Holomorphic functions of finite order generated by Dirichlet series

TL;DR

This paper introduces a new framework for analyzing holomorphic functions generated by Dirichlet series, establishing approximation properties and a structure theory for associated Banach spaces based on Riesz means.

Contribution

It extends classical Riesz summability theory by showing uniform approximation of functions in specific Banach spaces using Riesz means after translation.

Findings

Bounded sets in the Banach spaces are uniformly approximable by Riesz means.

The spaces consist of functions with a Riesz germ and finite uniform order.
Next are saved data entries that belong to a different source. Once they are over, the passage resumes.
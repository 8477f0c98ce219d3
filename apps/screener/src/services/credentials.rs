//! On-chain credential verification through an Ethereum JSON-RPC `eth_call`.
//!
//! The contract exposes `verify(address) returns (bool)`; the call data is the
//! 4-byte selector followed by the left-padded 32-byte address word.

use async_trait::async_trait;
use reqwest::Client;
use serde::Deserialize;
use serde_json::json;

use crate::services::{CredentialVerifier, EnrichmentError};

/// First four bytes of keccak256("verify(address)").
pub const VERIFY_SELECTOR: &str = "0x63a9c3d7";

#[derive(Debug, Deserialize)]
struct RpcResponse {
    result: Option<String>,
    error: Option<RpcError>,
}

#[derive(Debug, Deserialize)]
struct RpcError {
    message: String,
}

#[derive(Clone)]
pub struct EthCredentialVerifier {
    client: Client,
    rpc_url: String,
    contract_address: String,
    selector: String,
}

impl EthCredentialVerifier {
    pub fn new(client: Client, rpc_url: String, contract_address: String, selector: String) -> Self {
        Self {
            client,
            rpc_url,
            contract_address,
            selector,
        }
    }
}

#[async_trait]
impl CredentialVerifier for EthCredentialVerifier {
    async fn verify(&self, wallet: &str) -> Result<bool, EnrichmentError> {
        let data = encode_call(&self.selector, wallet)?;
        let payload = json!({
            "jsonrpc": "2.0",
            "id": 1,
            "method": "eth_call",
            "params": [{ "to": self.contract_address, "data": data }, "latest"],
        });

        let response = self.client.post(&self.rpc_url).json(&payload).send().await?;
        let status = response.status();
        if !status.is_success() {
            return Err(EnrichmentError::Status(status.as_u16()));
        }

        let body: RpcResponse = response.json().await?;
        if let Some(error) = body.error {
            return Err(EnrichmentError::Malformed(error.message));
        }
        let result = body
            .result
            .ok_or_else(|| EnrichmentError::Malformed("eth_call returned no result".to_string()))?;

        decode_bool(&result)
    }
}

/// `selector ++ pad32(address)` as a 0x-prefixed hex string.
fn encode_call(selector: &str, wallet: &str) -> Result<String, EnrichmentError> {
    let address = wallet.trim_start_matches("0x").trim_start_matches("0X");
    if address.len() != 40 || !address.chars().all(|c| c.is_ascii_hexdigit()) {
        return Err(EnrichmentError::Malformed(format!("invalid wallet address: {wallet}")));
    }
    let selector = selector.trim_start_matches("0x");
    Ok(format!("0x{selector}{:0>64}", address.to_lowercase()))
}

/// An ABI-encoded `bool` is a 32-byte word; any non-zero digit means true.
fn decode_bool(word: &str) -> Result<bool, EnrichmentError> {
    let digits = word.trim_start_matches("0x");
    if digits.is_empty() {
        return Ok(false);
    }
    if !digits.chars().all(|c| c.is_ascii_hexdigit()) {
        return Err(EnrichmentError::Malformed(format!("non-hex eth_call result: {word}")));
    }
    Ok(digits.chars().any(|c| c != '0'))
}

#[cfg(test)]
mod tests {
    use super::*;
    use crate::services::test_http;
    use axum::{
        http::StatusCode,
        response::{IntoResponse, Response},
        routing::post,
        Json, Router,
    };
    use serde_json::Value;

    const CONTRACT: &str = "0x00000000000000000000000000000000000c0de5";

    /// JSON-RPC node stub; the reply depends on the last digit of the encoded wallet.
    async fn stub_node(Json(request): Json<Value>) -> Response {
        let call = &request["params"][0];
        let data = call["data"].as_str().unwrap_or_default();
        if request["method"] != "eth_call" || call["to"] != CONTRACT || !data.starts_with(VERIFY_SELECTOR) {
            return Json(json!({ "jsonrpc": "2.0", "id": 1, "error": { "code": -32602, "message": "bad call" } }))
                .into_response();
        }
        match data.chars().last() {
            Some('1') => Json(json!({ "jsonrpc": "2.0", "id": 1, "result": format!("0x{:0>64}", "1") })).into_response(),
            Some('2') => Json(json!({ "jsonrpc": "2.0", "id": 1, "result": format!("0x{}", "0".repeat(64)) })).into_response(),
            Some('3') => Json(json!({ "jsonrpc": "2.0", "id": 1, "error": { "code": 3, "message": "execution reverted" } }))
                .into_response(),
            Some('4') => Json(json!({ "jsonrpc": "2.0", "id": 1 })).into_response(),
            _ => StatusCode::INTERNAL_SERVER_ERROR.into_response(),
        }
    }

    async fn stub_verifier() -> EthCredentialVerifier {
        let rpc_url = test_http::serve(Router::new().route("/", post(stub_node))).await;
        EthCredentialVerifier::new(
            Client::new(),
            rpc_url,
            CONTRACT.to_string(),
            VERIFY_SELECTOR.to_string(),
        )
    }

    fn wallet(n: u8) -> String {
        format!("0x{n:040x}")
    }

    const WALLET: &str = "0x52908400098527886E0F7030069857D2E4169EE7";

    #[test]
    fn test_encode_call_layout() {
        let data = encode_call(VERIFY_SELECTOR, WALLET).unwrap();
        assert_eq!(data.len(), 2 + 8 + 64);
        assert!(data.starts_with("0x63a9c3d7000000000000000000000000"));
        assert!(data.ends_with("52908400098527886e0f7030069857d2e4169ee7"));
    }

    #[test]
    fn test_encode_call_rejects_bad_wallet() {
        assert!(encode_call(VERIFY_SELECTOR, "0x1234").is_err());
        assert!(encode_call(VERIFY_SELECTOR, "0xZZ908400098527886E0F7030069857D2E4169EE7").is_err());
    }

    #[test]
    fn test_decode_bool_words() {
        let truthy = format!("0x{:0>64}", "1");
        let falsy = format!("0x{}", "0".repeat(64));
        assert!(decode_bool(&truthy).unwrap());
        assert!(!decode_bool(&falsy).unwrap());
        assert!(!decode_bool("0x").unwrap());
        assert!(decode_bool("0xnothex").is_err());
    }

    #[tokio::test]
    async fn test_verify_reads_result_word() {
        let verifier = stub_verifier().await;
        assert!(verifier.verify(&wallet(1)).await.unwrap());
        assert!(!verifier.verify(&wallet(2)).await.unwrap());
    }

    #[tokio::test]
    async fn test_verify_surfaces_rpc_error() {
        let verifier = stub_verifier().await;
        match verifier.verify(&wallet(3)).await {
            Err(EnrichmentError::Malformed(message)) => assert_eq!(message, "execution reverted"),
            other => panic!("expected rpc error, got {other:?}"),
        }
    }

    #[tokio::test]
    async fn test_verify_without_result_is_malformed() {
        let verifier = stub_verifier().await;
        assert!(matches!(verifier.verify(&wallet(4)).await, Err(EnrichmentError::Malformed(_))));
    }

    #[tokio::test]
    async fn test_verify_http_failure_status() {
        let verifier = stub_verifier().await;
        assert!(matches!(verifier.verify(&wallet(5)).await, Err(EnrichmentError::Status(500))));
    }

    #[tokio::test]
    async fn test_verify_rejects_bad_wallet_before_calling() {
        let verifier = stub_verifier().await;
        assert!(matches!(verifier.verify("0x1234").await, Err(EnrichmentError::Malformed(_))));
    }

    #[test]
    fn test_rpc_error_payload_deserializes() {
        let body = r#"{"jsonrpc":"2.0","id":1,"error":{"code":-32000,"message":"execution reverted"}}"#;
        let parsed: RpcResponse = serde_json::from_str(body).unwrap();
        assert!(parsed.result.is_none());
        assert_eq!(parsed.error.unwrap().message, "execution reverted");
    }
}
A maximal theorem underpins the structure theory of these Banach spaces.

Abstract

Given a frequency $\lambda = (\lambda_n)$ and $\ell \ge 0$, we introduce the scale of Banach spaces $H_{\infty,\ell}^{\lambda}[Re > 0]$ of holomorphic functions $f$ on the open right half-plane $[Re > 0]$, which satisfy $(A)$ the growth condition $|f(s)| = O((1 + |s|)^\ell)$, and $(B)$ have a Riesz germ, i.e. on some open subset and for some $m \ge 0$ the function $f$ coincides with the pointwise limit (as $x \to \infty$) of the so-called $(\lambda,m)$-Riesz means $\sum_{\lambda_n < x} a_n e^{-\lambda_n s}\big( 1-\frac{\lambda_n}{x}\big)^m ,\,x >0$ of some $\lambda$-Dirichlet series $\sum a_n e^{-\lambda_n s}$. Reformulated in our terminology, an important result of M. Riesz shows that in this case the function $f$ for every $k >\ell$ is the pointwise limit of the $(\lambda,k)$-Riesz means of $D$ on $[Re > 0]$. Our main contribution is an extension -- showing that 'after translation' every bounded set in $H_{\infty,\ell}^{\lambda}[Re > 0]$ is uniformly approximable by all its $(\lambda,k)$-Riesz means of order $k>\ell$. This follows from an appropriate maximal theorem, which in fact turns out to be at the very heart of a seemingly interesting structure theory of the Banach spaces $H_{\infty,\ell}^{\lambda}[Re > 0]$. One of the many consequences is that $H_{\infty,\ell}^{\lambda}[Re > 0]$ basically consists of those holomorphic functions on $[Re >0]$, which have a Riesz germ and are of finite uniform order $\ell$ on $[Re >0]$. To establish all this and more, we need to reorganize (and to improve) various aspects and keystones of the classical theory of Riesz summability of general Dirichlet series as invented by Hardy and M. Riesz.